→ **AIM OF THE EXERCISE**
Every line of the data that includes "OutputConfig" should be copied out.

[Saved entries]
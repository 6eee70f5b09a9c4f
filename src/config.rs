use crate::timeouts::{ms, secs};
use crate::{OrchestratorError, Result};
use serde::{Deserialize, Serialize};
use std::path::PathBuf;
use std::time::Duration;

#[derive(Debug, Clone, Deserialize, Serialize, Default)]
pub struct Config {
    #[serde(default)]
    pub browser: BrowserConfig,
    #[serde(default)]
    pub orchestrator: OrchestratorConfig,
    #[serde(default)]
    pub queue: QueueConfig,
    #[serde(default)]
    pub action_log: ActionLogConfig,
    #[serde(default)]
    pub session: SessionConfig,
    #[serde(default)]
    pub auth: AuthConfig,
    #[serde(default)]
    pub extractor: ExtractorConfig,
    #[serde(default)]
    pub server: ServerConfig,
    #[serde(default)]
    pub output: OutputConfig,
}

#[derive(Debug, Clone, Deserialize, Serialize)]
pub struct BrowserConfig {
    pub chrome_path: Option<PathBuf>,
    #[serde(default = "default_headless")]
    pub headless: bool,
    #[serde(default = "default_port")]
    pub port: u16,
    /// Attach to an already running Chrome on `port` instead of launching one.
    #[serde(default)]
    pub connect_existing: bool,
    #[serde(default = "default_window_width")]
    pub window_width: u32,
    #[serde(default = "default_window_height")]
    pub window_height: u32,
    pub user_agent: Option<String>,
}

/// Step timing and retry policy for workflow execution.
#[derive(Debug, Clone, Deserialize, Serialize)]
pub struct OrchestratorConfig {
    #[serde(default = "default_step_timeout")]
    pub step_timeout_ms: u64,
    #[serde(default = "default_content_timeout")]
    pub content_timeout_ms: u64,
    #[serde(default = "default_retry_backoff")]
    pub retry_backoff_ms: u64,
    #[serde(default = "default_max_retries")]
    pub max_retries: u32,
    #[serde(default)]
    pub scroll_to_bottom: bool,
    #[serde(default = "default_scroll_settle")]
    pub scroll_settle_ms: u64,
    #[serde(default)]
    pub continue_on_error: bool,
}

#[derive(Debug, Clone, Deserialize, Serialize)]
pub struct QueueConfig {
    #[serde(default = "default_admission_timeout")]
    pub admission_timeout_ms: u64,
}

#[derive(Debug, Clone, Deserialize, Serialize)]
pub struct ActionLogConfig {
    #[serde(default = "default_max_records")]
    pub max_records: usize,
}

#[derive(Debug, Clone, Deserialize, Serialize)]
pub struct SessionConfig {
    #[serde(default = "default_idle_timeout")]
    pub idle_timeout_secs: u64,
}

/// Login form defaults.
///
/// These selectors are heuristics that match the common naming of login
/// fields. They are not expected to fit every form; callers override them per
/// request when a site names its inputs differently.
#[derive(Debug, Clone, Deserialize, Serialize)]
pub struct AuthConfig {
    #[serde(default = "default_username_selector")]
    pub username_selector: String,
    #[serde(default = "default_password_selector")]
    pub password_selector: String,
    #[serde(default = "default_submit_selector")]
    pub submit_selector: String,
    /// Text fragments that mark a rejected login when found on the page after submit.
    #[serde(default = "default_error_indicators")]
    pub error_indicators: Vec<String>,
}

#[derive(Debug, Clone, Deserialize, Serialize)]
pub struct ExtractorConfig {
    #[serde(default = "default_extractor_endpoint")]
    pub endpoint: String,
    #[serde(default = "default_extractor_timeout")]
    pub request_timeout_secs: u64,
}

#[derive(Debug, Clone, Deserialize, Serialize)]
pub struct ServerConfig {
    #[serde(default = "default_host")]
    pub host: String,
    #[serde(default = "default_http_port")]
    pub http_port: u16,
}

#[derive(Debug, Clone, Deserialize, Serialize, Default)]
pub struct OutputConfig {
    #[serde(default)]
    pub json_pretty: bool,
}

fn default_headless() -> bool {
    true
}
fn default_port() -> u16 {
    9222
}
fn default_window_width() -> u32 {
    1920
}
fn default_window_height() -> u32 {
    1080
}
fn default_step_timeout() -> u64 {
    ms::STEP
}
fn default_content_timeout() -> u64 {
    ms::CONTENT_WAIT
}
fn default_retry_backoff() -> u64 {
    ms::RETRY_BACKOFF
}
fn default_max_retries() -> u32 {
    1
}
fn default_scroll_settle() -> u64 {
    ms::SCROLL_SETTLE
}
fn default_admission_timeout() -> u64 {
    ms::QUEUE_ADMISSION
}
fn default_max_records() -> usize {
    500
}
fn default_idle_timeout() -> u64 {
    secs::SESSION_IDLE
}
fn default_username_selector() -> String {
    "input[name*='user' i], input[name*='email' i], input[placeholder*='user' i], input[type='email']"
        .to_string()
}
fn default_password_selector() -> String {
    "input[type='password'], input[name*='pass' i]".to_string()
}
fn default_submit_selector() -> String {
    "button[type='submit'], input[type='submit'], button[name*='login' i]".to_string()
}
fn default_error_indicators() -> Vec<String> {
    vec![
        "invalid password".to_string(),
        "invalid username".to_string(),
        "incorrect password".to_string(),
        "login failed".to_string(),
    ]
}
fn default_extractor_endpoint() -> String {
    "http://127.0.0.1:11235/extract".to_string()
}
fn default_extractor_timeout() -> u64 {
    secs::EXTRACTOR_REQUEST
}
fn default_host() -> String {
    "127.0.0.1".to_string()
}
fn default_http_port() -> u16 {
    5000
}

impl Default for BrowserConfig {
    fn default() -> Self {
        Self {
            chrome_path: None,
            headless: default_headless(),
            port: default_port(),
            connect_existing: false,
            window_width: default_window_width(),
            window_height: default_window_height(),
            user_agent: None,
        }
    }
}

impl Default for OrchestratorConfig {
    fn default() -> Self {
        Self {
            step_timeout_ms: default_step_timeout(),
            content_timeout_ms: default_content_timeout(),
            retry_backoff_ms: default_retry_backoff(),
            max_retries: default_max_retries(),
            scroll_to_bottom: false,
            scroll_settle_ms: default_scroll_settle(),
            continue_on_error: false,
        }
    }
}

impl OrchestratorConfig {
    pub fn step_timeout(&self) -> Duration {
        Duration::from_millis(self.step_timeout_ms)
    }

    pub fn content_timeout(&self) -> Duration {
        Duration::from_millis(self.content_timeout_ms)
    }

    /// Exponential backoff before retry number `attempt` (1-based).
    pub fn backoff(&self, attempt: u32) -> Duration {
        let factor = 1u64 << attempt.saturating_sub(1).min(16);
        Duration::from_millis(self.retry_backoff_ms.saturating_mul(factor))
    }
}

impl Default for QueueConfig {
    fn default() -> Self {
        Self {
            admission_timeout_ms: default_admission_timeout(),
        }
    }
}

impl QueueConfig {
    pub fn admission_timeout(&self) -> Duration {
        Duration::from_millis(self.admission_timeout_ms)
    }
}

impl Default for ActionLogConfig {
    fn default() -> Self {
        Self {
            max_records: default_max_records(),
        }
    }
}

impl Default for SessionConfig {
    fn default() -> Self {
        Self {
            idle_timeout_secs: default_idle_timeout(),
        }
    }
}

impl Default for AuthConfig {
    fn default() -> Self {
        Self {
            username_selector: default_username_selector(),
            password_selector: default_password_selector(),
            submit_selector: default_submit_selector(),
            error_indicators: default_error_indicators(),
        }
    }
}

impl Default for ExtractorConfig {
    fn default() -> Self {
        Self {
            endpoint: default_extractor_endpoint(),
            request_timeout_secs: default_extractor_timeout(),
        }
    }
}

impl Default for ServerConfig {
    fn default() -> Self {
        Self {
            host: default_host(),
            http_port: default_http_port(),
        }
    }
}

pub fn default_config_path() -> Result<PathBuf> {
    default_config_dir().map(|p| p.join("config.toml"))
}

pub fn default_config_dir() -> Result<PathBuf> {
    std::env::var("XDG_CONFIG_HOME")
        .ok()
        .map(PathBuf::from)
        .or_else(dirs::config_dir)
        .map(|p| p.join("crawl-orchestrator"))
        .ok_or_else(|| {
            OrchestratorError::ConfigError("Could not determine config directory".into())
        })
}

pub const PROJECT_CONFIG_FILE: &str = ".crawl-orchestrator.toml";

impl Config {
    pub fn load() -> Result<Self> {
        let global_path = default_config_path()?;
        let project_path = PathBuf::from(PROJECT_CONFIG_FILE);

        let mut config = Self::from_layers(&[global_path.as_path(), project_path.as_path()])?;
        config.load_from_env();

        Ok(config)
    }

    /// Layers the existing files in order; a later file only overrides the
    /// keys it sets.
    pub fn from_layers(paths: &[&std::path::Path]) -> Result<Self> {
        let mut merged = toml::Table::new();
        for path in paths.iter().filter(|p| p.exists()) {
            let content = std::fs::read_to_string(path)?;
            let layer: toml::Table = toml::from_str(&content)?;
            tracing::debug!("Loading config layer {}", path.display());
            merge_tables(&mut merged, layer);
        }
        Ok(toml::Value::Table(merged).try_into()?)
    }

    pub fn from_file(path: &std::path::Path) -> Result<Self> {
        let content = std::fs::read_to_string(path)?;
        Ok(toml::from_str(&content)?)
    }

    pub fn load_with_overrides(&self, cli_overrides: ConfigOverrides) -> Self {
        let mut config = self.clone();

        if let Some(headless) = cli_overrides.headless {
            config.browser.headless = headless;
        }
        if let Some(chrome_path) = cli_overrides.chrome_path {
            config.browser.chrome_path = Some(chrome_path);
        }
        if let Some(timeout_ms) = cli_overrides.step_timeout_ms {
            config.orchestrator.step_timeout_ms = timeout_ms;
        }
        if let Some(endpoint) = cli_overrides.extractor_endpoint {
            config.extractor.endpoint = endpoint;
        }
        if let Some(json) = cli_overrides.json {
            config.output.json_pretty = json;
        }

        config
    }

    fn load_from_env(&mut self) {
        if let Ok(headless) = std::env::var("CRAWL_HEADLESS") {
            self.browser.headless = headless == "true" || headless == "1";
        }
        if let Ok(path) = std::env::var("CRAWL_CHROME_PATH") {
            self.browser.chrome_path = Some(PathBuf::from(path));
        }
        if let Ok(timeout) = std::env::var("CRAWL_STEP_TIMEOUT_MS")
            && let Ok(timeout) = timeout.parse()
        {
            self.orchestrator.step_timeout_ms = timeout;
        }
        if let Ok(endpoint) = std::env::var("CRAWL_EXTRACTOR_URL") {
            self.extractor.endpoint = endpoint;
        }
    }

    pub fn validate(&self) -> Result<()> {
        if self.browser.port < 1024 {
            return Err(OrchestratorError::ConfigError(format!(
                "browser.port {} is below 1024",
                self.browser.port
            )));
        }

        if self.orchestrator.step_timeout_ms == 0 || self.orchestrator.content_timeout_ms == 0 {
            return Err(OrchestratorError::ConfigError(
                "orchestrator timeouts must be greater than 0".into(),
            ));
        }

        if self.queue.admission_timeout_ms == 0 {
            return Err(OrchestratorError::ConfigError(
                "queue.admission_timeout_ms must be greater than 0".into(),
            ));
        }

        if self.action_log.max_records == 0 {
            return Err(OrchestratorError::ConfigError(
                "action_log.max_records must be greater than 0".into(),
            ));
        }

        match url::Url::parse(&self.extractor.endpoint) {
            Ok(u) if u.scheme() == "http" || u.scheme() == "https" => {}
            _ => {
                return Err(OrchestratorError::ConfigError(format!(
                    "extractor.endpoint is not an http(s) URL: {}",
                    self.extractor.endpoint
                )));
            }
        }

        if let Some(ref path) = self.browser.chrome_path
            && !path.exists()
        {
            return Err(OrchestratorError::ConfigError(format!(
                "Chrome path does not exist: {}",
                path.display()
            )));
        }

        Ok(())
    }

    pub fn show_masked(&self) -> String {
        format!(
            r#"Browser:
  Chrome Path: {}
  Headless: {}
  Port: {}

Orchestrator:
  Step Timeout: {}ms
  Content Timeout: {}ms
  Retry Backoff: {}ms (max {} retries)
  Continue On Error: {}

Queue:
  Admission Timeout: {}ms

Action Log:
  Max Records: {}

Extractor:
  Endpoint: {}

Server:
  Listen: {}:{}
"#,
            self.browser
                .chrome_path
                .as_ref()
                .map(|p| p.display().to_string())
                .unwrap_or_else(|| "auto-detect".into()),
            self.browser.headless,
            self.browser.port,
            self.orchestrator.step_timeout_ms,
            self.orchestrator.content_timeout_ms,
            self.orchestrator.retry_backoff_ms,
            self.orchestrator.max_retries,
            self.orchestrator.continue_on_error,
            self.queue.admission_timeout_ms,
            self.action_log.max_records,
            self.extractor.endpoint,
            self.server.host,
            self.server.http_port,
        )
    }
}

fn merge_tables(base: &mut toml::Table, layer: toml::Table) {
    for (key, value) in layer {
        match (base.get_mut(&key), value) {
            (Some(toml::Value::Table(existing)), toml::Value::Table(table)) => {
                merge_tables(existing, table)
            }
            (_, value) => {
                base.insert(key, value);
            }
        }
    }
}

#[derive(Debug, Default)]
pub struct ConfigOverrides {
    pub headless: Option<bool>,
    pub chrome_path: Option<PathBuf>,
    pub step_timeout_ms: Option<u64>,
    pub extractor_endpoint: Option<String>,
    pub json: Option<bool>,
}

→ **RESULT FOR THIS TASK**
    pub output: OutputConfig,
pub struct OutputConfig {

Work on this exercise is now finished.